Sono solo scaramucce o fra Stati Uniti e Cina è iniziata veramente la guerra commerciale? A creare nervosismo è l’ipotesi di uno scontro a tutto campo. “Gli investitori iniziano a preoccuparsi che i due paesi non siano in grado di negoziare dei realistici termini riguardo al commercio in un ragionevole arco di tempo”, spiega Dave Sekera, managing director della ricerca sui corporate bond di Morningstar Credit Ratings. “Tutto questo potrebbe portare a un indebolimento dell’economia globale”. Insomma, c’è il rischio che si inneschi una recessione globale e mettendo all'angolo le Banche centrali.
Le mosse Usa
Dopo l’annuncio sui dazi in rialzo per 200 miliardi di dollari di beni cinesi, l'amministrazione Trump ha messo in moto la macchina per imporre potenzialmente tariffe sugli altri 300 miliardi di dollari di Made in China finora esentati dalla guerra commerciale fra i due paesi. Si tratta essenzialmente di tutti i prodotti attualmente non colpiti.
La risposta della Cina
Pechino ha annunciato che su alcuni beni americani, per un totale di 60 miliardi di dollari, graveranno dazi maggiorati. Un’altra strada che la Cina starebbe valutando di percorrere per colpire l'amministrazione Trump è Boeing, riducendo gli ordini. Per il colosso dell’aviazione, già in difficoltà per i due incidenti degli ultimi mesi e alle prese con una crisi di reputazione, un taglio delle richieste da parte della Cina sarebbe un colpo duro per i conti.
I prossimi passi
Le prossime mosse dovrebbero essere giocate a giugno. Il primo del mese scatteranno i dazi cinesi. Il 17 gli Stati Uniti pubblicheranno l’elenco dettagliato degli altri beni cinesi che potrebbero essere colpiti da un aumento delle tariffe. C’è poi il G20 in Giappone (dal 28 al 29), durante il quale Trump e il suo omologo cinese Xi Jinping si incontreranno. Trump, intanto, fa la voce grossa ma lascia aperto uno spiraglio. “Sapremo in 3-4 settimane se le trattative commerciali con la Cina avranno successo. Mi sento che avranno successo” ha detto in uno dei suoi innumerevoli tweet. Al momento non è chiaro, però, quale possa essere un possibile compromesso per sbloccare l’impasse delle trattative (leggi qui per un approfondimento).
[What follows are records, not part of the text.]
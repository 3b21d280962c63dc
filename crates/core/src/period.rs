use std::fmt;

use chrono::{DateTime, Datelike, Utc};
use serde::{Deserialize, Serialize};

/// A calendar month: year plus 0-based month index (0 = January).
#[derive(Debug, Clone, Copy, PartialEq, Eq, Hash, PartialOrd, Ord, Serialize, Deserialize)]
pub struct Period {
    pub year: i32,
    pub month_index: u8,
}

impl Period {
    /// Returns None when `month_index` is outside 0..=11.
    pub fn new(year: i32, month_index: u8) -> Option<Self> {
        (month_index < 12).then_some(Self { year, month_index })
    }

    /// The period a timestamp falls in (UTC).
    pub fn of(at: DateTime<Utc>) -> Self {
        Self {
            year: at.year(),
            month_index: at.month0() as u8,
        }
    }

    /// Current period from wall-clock UTC time.
    pub fn current() -> Self {
        Self::of(Utc::now())
    }

    pub fn contains(&self, at: DateTime<Utc>) -> bool {
        Self::of(at) == *self
    }

    /// Parse "YYYY-MM" (1-based month, as people write it).
    pub fn parse(s: &str) -> Option<Self> {
        let (y, m) = s.trim().split_once('-')?;
        let year: i32 = y.parse().ok()?;
        let month: u8 = m.parse().ok()?;
        if month == 0 {
            return None;
        }
        Self::new(year, month - 1)
    }
}

impl fmt::Display for Period {
    fn fmt(&self, f: &mut fmt::Formatter<'_>) -> fmt::Result {
        write!(f, "{:04}-{:02}", self.year, self.month_index + 1)
    }
}

#[cfg(test)]
mod tests {
    use super::*;
    use chrono::TimeZone;

    #[test]
    fn month_index_is_zero_based() {
        let at = Utc.with_ymd_and_hms(2026, 1, 31, 23, 59, 59).unwrap();
        assert_eq!(Period::of(at), Period::new(2026, 0).unwrap());
        let at = Utc.with_ymd_and_hms(2026, 12, 1, 0, 0, 0).unwrap();
        assert_eq!(Period::of(at).month_index, 11);
    }

    #[test]
    fn rejects_month_twelve() {
        assert!(Period::new(2026, 12).is_none());
    }

    #[test]
    fn parse_and_display() {
        let p = Period::parse("2026-03").unwrap();
        assert_eq!(p, Period { year: 2026, month_index: 2 });
        assert_eq!(p.to_string(), "2026-03");
        assert!(Period::parse("2026-00").is_none());
        assert!(Period::parse("2026-13").is_none());
        assert!(Period::parse("march").is_none());
    }

    #[test]
    fn contains_checks_year_too() {
        let p = Period::new(2026, 4).unwrap();
        assert!(p.contains(Utc.with_ymd_and_hms(2026, 5, 10, 12, 0, 0).unwrap()));
        assert!(!p.contains(Utc.with_ymd_and_hms(2025, 5, 10, 12, 0, 0).unwrap()));
    }
}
C’è poi la questione del debito. Pechino è il maggior creditore estero statunitense, con in portafoglio 1.100 miliardi di dollari di debito Usa. Un’arma potente da poter estrarre durante le trattative. Ma, allo stesso tempo, una mossa rischiosa: se la Cina dovesse decidere di ridurre gli acquisti di Treasury, le ripercussioni sarebbero mondiali e il rischio per Pechino sarebbe quello di perdere credibilità a livello globale.
“Un periodo prolungato di crescenti tensioni potrebbe alimentare le incertezze sulle prospettive di crescita globali”, spiega Chia-Liang Lian, Head of Emerging Markets Debt di Western Asset (affiliata Legg Mason). “Le autorità cinesi dispongono degli strumenti di politica economica per affrontare le difficoltà cicliche, ma qualsiasi misura dovrà comunque fare i conti anche con fattori secolari che limiteranno il ritmo della crescita cinese sul lungo periodo. Cosa importante, i vicini paesi asiatici ed emergenti potrebbero risentire degli effetti a catena, soprattutto in uno scenario che sembra diventare più protezionista”.